Oakleigh District Football Club
- Full name: Oakleigh District Football Netball Cricket Club
- Nickname: The Districts
- Short name: ODFNC
- Founded: 1950
- League: Eastern Football Netball League
- Colours: Black and white sash
- Premierships: 4 (1953, 1957, 1958 & 2015)
- Website: www.oakleighdistrictfnc.com.au

= Oakleigh District Football Club =

The Oakleigh District Football Netball Club is a semi-professional Australian rules football club in the southern suburbs of Melbourne. The club currently participates in Division 3 of the Eastern Football Netball League.

==History==
Late in 1949 a meeting was held in Oakleigh Mechanics Institute Hall in Drummond Street Oakleigh to solve the problem of having no open age side to for all mature players to continue on their careers. The only open age side in Oakleigh area besides the Oakleigh (VFA) club was Oakleigh United but they had just disbanded. The club had left 50 pounds to any club starting up an open age side.

Oakleigh District Football Club was formed and accepted into the Caulfield-Oakleigh District Football League. Oakleigh (VFA) was asked for assistance but they gave none. The club decided to use the old United jumpers (Black and White stripes)

It wasn't long before the Districts had success as they won the 1953, 1957 and 1958 premierships.

After founding the South East Suburban Football League in 1963, the club transferred to the Federal Football League in 1964. The club had to change its jumper as it clashed with Clayton; not wanting to change its colours, the club adopted a black jumper with a white sash.

The club stayed in the league until it disbanded in 1981. They with the rest of the Federal clubs transferred into the South East Suburban FL.
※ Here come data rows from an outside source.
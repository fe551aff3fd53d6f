//! Per-tenant schedule registration and the daily tenant fan-out stage.
//!
//! Registration is idempotent: the dedup key `{tenant_id}-bank-sync` is
//! unique in storage, so racing registrations collapse to one row. The
//! cron time-of-day is derived deterministically from the tenant id so
//! tenants spread across the day instead of syncing in one thundering
//! herd.

use std::sync::Arc;

use async_trait::async_trait;
use tracing::{info, instrument, warn};
use uuid::Uuid;

use finsync_core::{
    cron, defaults, ConnectionSyncPayload, JobType, NewScheduleRegistration, Result,
    ScheduleRepository, TenantSyncPayload,
};

use crate::context::SyncContext;
use crate::handler::{JobContext, JobHandler, JobResult};

/// Registers and removes recurring bank-sync schedules for tenants.
pub struct SchedulerRegistrar {
    schedules: Arc<dyn ScheduleRepository>,
}

impl SchedulerRegistrar {
    pub fn new(schedules: Arc<dyn ScheduleRepository>) -> Self {
        Self { schedules }
    }

    /// Deterministic dedup key for a tenant's bank-sync registration.
    pub fn dedup_key(tenant_id: Uuid) -> String {
        format!("{}-{}", tenant_id, defaults::BANK_SYNC_TASK)
    }

    /// Ensure the tenant has exactly one daily bank-sync registration.
    /// Returns `true` when a new registration was created.
    #[instrument(skip(self), fields(subsystem = "scheduler"))]
    pub async fn ensure_tenant_schedule(&self, tenant_id: Uuid) -> Result<bool> {
        let tag = cron::daily_tag(&tenant_id.to_string());
        let registration = NewScheduleRegistration {
            tenant_id,
            dedup_key: Self::dedup_key(tenant_id),
            task: defaults::BANK_SYNC_TASK.to_string(),
            cron: tag.daily_expression(),
            timezone: defaults::SCHEDULE_TIMEZONE.to_string(),
        };

        let created = self.schedules.ensure(registration).await?;
        if created {
            info!(
                tenant_id = %tenant_id,
                cron = %tag.daily_expression(),
                "Registered daily bank sync schedule"
            );
        }
        Ok(created)
    }

    /// Remove the tenant's bank-sync registration. Absent is success.
    #[instrument(skip(self), fields(subsystem = "scheduler"))]
    pub async fn remove_tenant_schedule(&self, tenant_id: Uuid) -> Result<()> {
        self.schedules.remove(&Self::dedup_key(tenant_id)).await?;
        info!(tenant_id = %tenant_id, "Removed bank sync schedule");
        Ok(())
    }
}

/// Daily fan-out: enqueue one connection sync per bank connection owned
/// by the tenant.
pub struct TenantSyncHandler {
    ctx: SyncContext,
}

impl TenantSyncHandler {
    pub fn new(ctx: SyncContext) -> Self {
        Self { ctx }
    }

    async fn run(&self, job: &JobContext) -> Result<usize> {
        let payload: TenantSyncPayload = job.payload_as()?;
        let connections = self
            .ctx
            .connections
            .list_for_tenant(payload.tenant_id)
            .await?;

        for connection in &connections {
            let child = ConnectionSyncPayload {
                connection_id: connection.id,
                tenant_id: Some(payload.tenant_id),
                manual_sync: false,
            };
            self.ctx
                .queue
                .enqueue(
                    JobType::ConnectionSync,
                    Some(serde_json::to_value(&child)?),
                    0,
                    None,
                )
                .await?;
        }

        info!(
            tenant_id = %payload.tenant_id,
            connection_count = connections.len(),
            "Tenant sync fan-out complete"
        );
        Ok(connections.len())
    }
}

#[async_trait]
impl JobHandler for TenantSyncHandler {
    fn job_type(&self) -> JobType {
        JobType::TenantSync
    }

    async fn execute(&self, ctx: JobContext) -> JobResult {
        match self.run(&ctx).await {
            Ok(_) => JobResult::Success,
            Err(e) => {
                warn!(error = %e, "Tenant sync failed");
                JobResult::from_error(e)
            }
        }
    }
}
By the time of their breakthrough premier in 2015 the club had lost 12 grand finals. In 2015, the team had not won the final for sixty years, and was challenged for the premiership by Murrumbeena, the team Oakleigh had beaten in 1958. According to the team president, Oakleigh played to honor the memory of former player Phil Wilson. Wilson, who had a long association with the team and was known for his sportsmanship, had a brain tumor. He died in March 2015. Oakleigh won the Southern Football League Division Two Senior Premiership by 62 points, and was advanced to Division 1 status. The final score of the game was 104 to 44.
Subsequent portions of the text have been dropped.